## DATA TO PROCESS
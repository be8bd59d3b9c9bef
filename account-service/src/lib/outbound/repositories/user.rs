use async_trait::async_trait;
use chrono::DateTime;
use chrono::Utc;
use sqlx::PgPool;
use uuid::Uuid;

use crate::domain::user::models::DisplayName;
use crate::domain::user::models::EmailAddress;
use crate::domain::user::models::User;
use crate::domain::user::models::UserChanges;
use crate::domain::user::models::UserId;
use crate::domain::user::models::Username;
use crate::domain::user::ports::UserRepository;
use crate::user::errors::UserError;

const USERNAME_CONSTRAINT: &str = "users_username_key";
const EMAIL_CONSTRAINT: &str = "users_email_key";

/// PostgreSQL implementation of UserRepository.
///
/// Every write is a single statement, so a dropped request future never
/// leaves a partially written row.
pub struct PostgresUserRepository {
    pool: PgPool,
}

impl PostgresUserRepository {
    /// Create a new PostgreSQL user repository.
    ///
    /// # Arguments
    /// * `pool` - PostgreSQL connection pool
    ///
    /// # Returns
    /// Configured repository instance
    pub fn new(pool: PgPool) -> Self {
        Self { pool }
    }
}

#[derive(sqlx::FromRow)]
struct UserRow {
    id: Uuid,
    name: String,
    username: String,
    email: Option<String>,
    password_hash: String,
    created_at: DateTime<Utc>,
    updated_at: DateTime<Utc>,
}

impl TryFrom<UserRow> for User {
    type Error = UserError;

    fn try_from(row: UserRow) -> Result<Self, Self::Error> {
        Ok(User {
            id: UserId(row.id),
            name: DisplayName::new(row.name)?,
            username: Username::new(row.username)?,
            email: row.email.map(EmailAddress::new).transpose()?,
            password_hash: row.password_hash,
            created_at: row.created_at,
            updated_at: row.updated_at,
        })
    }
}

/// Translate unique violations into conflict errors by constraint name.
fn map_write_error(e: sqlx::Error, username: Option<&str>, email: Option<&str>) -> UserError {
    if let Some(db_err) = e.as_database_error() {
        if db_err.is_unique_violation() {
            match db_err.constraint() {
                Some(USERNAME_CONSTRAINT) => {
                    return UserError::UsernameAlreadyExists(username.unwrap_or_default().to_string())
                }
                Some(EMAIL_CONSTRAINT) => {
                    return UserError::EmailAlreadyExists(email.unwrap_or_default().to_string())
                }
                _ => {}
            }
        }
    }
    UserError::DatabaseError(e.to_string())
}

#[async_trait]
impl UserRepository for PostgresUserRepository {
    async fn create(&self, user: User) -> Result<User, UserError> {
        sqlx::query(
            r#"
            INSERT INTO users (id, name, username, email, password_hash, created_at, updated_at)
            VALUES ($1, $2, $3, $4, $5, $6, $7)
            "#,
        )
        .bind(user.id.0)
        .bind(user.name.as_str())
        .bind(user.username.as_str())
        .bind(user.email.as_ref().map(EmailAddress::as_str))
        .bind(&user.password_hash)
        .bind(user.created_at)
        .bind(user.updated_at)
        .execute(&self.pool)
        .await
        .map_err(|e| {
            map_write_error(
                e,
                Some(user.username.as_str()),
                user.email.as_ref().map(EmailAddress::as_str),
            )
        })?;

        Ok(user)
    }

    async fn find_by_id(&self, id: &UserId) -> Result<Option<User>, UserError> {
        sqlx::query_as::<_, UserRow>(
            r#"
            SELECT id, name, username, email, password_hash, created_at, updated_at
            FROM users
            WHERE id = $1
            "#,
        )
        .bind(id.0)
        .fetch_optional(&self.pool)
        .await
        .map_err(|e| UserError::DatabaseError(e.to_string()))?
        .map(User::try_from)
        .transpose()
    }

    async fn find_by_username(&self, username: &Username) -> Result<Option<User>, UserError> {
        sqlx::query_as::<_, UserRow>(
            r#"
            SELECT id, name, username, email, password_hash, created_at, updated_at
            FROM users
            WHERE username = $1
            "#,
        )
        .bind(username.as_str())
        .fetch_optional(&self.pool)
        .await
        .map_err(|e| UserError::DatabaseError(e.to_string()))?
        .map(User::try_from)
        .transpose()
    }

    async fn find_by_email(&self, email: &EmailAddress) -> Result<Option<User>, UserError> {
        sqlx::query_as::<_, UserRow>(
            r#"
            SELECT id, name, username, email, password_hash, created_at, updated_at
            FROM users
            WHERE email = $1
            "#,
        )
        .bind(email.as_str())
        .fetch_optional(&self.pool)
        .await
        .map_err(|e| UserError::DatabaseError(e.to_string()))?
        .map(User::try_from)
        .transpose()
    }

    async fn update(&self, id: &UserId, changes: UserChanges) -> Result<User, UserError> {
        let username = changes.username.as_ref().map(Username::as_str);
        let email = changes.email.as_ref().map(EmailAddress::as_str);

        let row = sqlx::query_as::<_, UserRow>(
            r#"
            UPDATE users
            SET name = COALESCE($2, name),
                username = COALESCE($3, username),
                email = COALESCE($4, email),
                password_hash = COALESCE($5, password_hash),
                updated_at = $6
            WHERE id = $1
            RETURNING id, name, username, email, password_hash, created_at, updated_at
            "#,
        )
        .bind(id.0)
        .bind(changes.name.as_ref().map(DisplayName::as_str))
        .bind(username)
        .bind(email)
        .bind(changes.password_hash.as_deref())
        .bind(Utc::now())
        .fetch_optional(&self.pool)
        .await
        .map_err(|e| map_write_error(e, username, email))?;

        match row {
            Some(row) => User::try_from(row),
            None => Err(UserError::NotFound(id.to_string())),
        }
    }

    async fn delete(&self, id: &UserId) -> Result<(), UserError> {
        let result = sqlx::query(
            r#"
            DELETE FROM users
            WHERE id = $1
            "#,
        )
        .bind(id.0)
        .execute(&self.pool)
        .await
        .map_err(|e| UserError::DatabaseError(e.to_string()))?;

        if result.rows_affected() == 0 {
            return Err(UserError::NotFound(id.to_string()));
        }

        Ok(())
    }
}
--
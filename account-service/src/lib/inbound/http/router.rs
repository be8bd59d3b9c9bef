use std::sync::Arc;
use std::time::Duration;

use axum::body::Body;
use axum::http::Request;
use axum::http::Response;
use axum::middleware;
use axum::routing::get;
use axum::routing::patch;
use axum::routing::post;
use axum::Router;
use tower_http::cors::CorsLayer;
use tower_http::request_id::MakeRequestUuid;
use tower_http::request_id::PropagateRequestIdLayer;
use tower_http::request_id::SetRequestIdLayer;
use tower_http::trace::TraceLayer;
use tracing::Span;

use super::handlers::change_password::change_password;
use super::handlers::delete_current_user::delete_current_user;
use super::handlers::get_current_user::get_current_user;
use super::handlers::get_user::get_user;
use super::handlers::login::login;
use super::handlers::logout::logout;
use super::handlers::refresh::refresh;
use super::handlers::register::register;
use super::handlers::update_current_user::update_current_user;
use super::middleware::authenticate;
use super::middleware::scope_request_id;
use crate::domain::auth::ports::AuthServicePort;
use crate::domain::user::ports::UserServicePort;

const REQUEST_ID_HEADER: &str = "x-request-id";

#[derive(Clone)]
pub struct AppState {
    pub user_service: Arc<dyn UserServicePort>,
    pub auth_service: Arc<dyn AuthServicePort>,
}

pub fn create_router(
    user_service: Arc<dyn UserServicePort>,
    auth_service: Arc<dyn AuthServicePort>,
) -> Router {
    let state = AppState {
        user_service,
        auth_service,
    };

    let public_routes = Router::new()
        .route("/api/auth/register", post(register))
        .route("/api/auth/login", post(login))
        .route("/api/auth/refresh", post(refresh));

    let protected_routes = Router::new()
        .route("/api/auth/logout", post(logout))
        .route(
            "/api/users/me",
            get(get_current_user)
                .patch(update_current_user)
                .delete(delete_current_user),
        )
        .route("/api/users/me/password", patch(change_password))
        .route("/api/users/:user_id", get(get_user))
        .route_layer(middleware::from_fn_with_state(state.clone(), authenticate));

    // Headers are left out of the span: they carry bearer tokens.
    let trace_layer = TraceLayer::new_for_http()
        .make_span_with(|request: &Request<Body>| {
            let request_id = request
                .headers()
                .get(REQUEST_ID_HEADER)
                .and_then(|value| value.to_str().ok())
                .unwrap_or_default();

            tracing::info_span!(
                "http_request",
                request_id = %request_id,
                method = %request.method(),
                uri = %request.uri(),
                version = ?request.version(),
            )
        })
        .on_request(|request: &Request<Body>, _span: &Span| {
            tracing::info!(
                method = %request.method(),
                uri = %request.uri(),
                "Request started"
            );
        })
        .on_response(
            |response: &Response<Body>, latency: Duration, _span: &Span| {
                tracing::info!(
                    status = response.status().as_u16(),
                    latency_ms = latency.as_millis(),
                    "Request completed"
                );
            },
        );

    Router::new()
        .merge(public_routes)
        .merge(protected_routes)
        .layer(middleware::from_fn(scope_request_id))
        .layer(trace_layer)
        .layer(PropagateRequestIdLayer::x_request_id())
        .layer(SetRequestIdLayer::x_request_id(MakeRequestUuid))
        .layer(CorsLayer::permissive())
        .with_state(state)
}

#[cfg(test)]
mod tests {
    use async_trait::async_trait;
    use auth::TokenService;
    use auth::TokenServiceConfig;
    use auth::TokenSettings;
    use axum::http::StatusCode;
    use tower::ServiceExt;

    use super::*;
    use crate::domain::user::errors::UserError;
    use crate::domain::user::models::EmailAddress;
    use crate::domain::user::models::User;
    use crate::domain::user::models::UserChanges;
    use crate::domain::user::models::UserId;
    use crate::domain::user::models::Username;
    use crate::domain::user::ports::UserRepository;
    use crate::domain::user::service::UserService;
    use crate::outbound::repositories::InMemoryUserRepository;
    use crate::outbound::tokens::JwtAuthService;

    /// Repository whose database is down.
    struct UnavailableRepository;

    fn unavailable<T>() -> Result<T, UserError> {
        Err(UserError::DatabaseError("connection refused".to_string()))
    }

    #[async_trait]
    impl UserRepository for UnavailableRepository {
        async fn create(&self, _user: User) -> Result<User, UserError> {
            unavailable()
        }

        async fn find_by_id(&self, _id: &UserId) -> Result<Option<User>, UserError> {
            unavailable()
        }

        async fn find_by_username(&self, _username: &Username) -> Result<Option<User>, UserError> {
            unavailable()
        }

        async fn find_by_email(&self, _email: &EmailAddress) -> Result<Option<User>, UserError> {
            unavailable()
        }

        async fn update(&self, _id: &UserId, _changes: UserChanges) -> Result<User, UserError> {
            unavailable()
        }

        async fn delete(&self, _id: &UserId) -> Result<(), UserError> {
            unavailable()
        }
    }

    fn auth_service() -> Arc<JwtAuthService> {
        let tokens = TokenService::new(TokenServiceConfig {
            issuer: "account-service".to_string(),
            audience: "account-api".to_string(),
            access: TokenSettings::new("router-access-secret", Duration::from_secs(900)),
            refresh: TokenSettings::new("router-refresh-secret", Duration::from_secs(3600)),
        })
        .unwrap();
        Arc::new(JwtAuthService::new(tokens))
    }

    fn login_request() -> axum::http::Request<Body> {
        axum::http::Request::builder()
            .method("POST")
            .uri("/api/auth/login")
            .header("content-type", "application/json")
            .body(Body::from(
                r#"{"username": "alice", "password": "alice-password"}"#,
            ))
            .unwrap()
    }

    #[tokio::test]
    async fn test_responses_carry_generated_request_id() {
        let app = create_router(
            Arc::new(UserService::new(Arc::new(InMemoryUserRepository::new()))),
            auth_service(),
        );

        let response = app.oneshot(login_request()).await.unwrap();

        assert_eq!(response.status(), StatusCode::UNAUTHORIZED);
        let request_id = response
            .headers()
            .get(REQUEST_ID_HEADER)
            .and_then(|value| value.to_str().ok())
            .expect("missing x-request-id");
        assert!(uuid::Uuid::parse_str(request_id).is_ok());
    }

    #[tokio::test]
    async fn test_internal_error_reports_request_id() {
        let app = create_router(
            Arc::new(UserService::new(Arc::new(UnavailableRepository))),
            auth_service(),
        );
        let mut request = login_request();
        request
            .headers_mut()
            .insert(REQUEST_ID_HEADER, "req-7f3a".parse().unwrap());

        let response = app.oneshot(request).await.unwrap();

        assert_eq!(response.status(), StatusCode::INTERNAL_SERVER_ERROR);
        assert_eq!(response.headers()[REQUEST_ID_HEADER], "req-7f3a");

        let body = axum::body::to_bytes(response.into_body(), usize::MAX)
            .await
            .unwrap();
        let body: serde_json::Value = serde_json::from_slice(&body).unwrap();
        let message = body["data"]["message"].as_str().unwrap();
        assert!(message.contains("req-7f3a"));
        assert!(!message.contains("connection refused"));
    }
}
---
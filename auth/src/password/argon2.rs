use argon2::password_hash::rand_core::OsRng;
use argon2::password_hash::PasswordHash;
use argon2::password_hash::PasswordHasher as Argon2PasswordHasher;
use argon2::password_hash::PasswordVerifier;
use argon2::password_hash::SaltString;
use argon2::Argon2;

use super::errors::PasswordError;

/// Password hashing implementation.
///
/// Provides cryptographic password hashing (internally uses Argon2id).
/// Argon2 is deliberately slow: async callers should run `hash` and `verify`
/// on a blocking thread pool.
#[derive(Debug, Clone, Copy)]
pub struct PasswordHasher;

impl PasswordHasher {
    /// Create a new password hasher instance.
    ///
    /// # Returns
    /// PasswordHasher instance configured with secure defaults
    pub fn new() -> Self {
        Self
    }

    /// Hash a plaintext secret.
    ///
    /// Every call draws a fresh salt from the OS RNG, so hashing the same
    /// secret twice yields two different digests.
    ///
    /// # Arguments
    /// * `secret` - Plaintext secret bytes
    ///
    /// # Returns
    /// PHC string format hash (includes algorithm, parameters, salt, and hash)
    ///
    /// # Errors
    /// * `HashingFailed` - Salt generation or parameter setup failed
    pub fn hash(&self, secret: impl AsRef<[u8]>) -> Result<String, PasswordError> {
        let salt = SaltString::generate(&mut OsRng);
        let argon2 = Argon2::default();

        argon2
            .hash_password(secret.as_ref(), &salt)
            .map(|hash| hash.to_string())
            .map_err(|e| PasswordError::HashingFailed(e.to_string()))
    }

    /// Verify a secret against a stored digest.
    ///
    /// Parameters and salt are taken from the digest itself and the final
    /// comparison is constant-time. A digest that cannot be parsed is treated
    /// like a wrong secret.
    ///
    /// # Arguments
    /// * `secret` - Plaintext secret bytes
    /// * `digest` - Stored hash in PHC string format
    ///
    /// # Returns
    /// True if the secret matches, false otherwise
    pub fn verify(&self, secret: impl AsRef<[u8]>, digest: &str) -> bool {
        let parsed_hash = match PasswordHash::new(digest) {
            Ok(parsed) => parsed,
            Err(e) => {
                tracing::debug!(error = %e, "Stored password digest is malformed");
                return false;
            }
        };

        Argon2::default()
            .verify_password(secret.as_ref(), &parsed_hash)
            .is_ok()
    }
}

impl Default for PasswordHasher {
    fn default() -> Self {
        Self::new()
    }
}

## TASK BRIEF
Scan the data above for the word "EmailAddress". Copy every line in which it is found.

## YOUR SOLUTION
use crate::domain::user::models::EmailAddress;
            email: row.email.map(EmailAddress::new).transpose()?,
        .bind(user.email.as_ref().map(EmailAddress::as_str))
                user.email.as_ref().map(EmailAddress::as_str),
    async fn find_by_email(&self, email: &EmailAddress) -> Result<Option<User>, UserError> {
        let email = changes.email.as_ref().map(EmailAddress::as_str);
    use crate::domain::user::models::EmailAddress;
        async fn find_by_email(&self, _email: &EmailAddress) -> Result<Option<User>, UserError> {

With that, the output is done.